The population of Iran is the 16th in the entire world with a youth population of over 80 million people. The median age in this country is 28 years, hence giving the country such a burgeoning potential.
The middle class is the most robust and it is the target of most business leaders since this is the group that has very high consumer ability of services and foods.
However, in spite of the many business opportunities available, firms that need to invest in Iran should tread carefully. Any foreign company that needs to do business here should keep in a mind a few things.
Mr Nur Uman Aris, the lead Director of the Middle East and Africa Group of Singapore, says that foreign companies must first commit themselves to investing to compliance.
There should be adequate research so as to be sure of the rules that apply in Iran as far as licensing, banking, and sanctions are concerned. Beware of the pitfalls to avoid and also have a clue of who to turn to should there be a problem.
The economy of Iran has two major backbones: gas and oil, with the latter being the most prominent. The gas reserves of Iran are the second largest in the world while the gas reserves are the fourth largest in the world. The level of literacy among the youth is roughly 30 percent and the rate at which they enter the university is almost 60%.

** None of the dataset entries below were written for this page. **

//! Type-safe identifier wrappers around host platform integers.
//!
//! The game host identifies players by a 64-bit platform account id and
//! items by a signed 32-bit prefab identifier. Both are wrapped in
//! newtypes so the compiler rejects accidental mixing -- a bounty keyed
//! by an item id is a type error, not a runtime surprise.

use serde::{Deserialize, Serialize};

/// Unique identifier for a player, as assigned by the host platform.
///
/// The engine never generates these; they arrive from the host via the
/// player directory and kill-event entry points.
#[derive(Debug, Clone, Copy, PartialEq, Eq, PartialOrd, Ord, Hash, Serialize, Deserialize)]
pub struct PlayerId(pub u64);

impl PlayerId {
    /// Return the inner platform id.
    pub const fn into_inner(self) -> u64 {
        self.0
    }
}

impl core::fmt::Display for PlayerId {
    fn fmt(&self, f: &mut core::fmt::Formatter<'_>) -> core::fmt::Result {
        write!(f, "{}", self.0)
    }
}

impl From<u64> for PlayerId {
    fn from(id: u64) -> Self {
        Self(id)
    }
}

impl From<PlayerId> for u64 {
    fn from(id: PlayerId) -> Self {
        id.0
    }
}

/// Host prefab identifier for an item kind (e.g. the bounty payment item).
#[derive(Debug, Clone, Copy, PartialEq, Eq, PartialOrd, Ord, Hash, Serialize, Deserialize)]
pub struct ItemGuid(pub i32);

impl ItemGuid {
    /// Return the inner prefab id.
    pub const fn into_inner(self) -> i32 {
        self.0
    }
}

impl core::fmt::Display for ItemGuid {
    fn fmt(&self, f: &mut core::fmt::Formatter<'_>) -> core::fmt::Result {
        write!(f, "{}", self.0)
    }
}

impl From<i32> for ItemGuid {
    fn from(id: i32) -> Self {
        Self(id)
    }
}
//! Error types for the economy engine.

use std::path::PathBuf;

use crate::scheduler::SchedulerError;

/// Errors that can occur while operating the economy engine.
#[derive(Debug, thiserror::Error)]
pub enum EngineError {
    /// The clock scheduler failed.
    #[error("scheduler error: {source}")]
    Scheduler {
        /// The underlying scheduler error.
        #[from]
        source: SchedulerError,
    },

    /// The data directory could not be created.
    #[error("failed to create data directory {path}: {source}")]
    DataDir {
        /// The directory that could not be created.
        path: PathBuf,
        /// The underlying I/O error.
        source: std::io::Error,
    },
}

/// Why a bounty placement was rejected.
///
/// Validation failures leave no state behind; [`PaymentTransferFailed`]
/// is raised before any store mutation, so a failed escrow debit never
/// leaks a half-placed bounty.
///
/// [`PaymentTransferFailed`]: PlaceBountyError::PaymentTransferFailed
#[derive(Debug, Clone, PartialEq, Eq, thiserror::Error)]
pub enum PlaceBountyError {
    /// The bounty system is disabled by configuration.
    #[error("the bounty system is currently disabled")]
    Disabled,

    /// The amount is below the configured placement floor.
    #[error("bounty amount must be at least {minimum}")]
    BelowMinimum {
        /// The configured minimum amount.
        minimum: i64,
    },

    /// The amount is zero or negative.
    #[error("bounty amount must be positive, got {amount}")]
    InvalidAmount {
        /// The rejected amount.
        amount: i64,
    },

    /// No online player matches the target name.
    #[error("player '{name}' not found or not online")]
    TargetNotFound {
        /// The name that failed to resolve.
        name: String,
    },

    /// The placer tried to put a bounty on themself.
    #[error("you cannot place a bounty on yourself")]
    SelfTarget,

    /// The target already has a live bounty.
    #[error("{target} already has an active bounty")]
    AlreadyBountied {
        /// Resolved display name of the target.
        target: String,
    },

    /// The placer does not hold enough of the payment item.
    #[error("not enough {item}: {required} required")]
    InsufficientFunds {
        /// The amount that would be escrowed.
        required: i64,
        /// Display name of the payment item.
        item: String,
    },

    /// The host failed to take the escrow from the placer.
    #[error("failed to take the bounty payment")]
    PaymentTransferFailed,
}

It is notable that industrial sector and agricultural sector contribute minimally to the overall GDP, and it is in this regard that the Iranian government looks to diversify sources of revenue, enhance shock resiliency, and implement the economic and fiscal reforms.
Even though the country has immense challenges, business opportunities are plentiful. The country has over 50 airports, all of which are in dire need of expansion and upgrades so as to cater to the high number of new entrants due to the lifted sanctions. The aviation industry is in need of substantial investment. The railroad system, which is under the management of the Islamic Republic of Iran Railways, is planning to build over 25,000 kilometers of rail by 2026. The tourism sector needs a boost. Iran needs state of the art and post-modern hotels sufficient enough for the expanding tourism industry.
Volkswagen is also interested in the Iranian market. Due to the increased number of foreign cars that are being sold in Iran, Continental Tire is also in the process of having a business in Iran. Once the sanctions were lifted, the country has really opened up and it is expected that this will continue even as more sanctions are removed.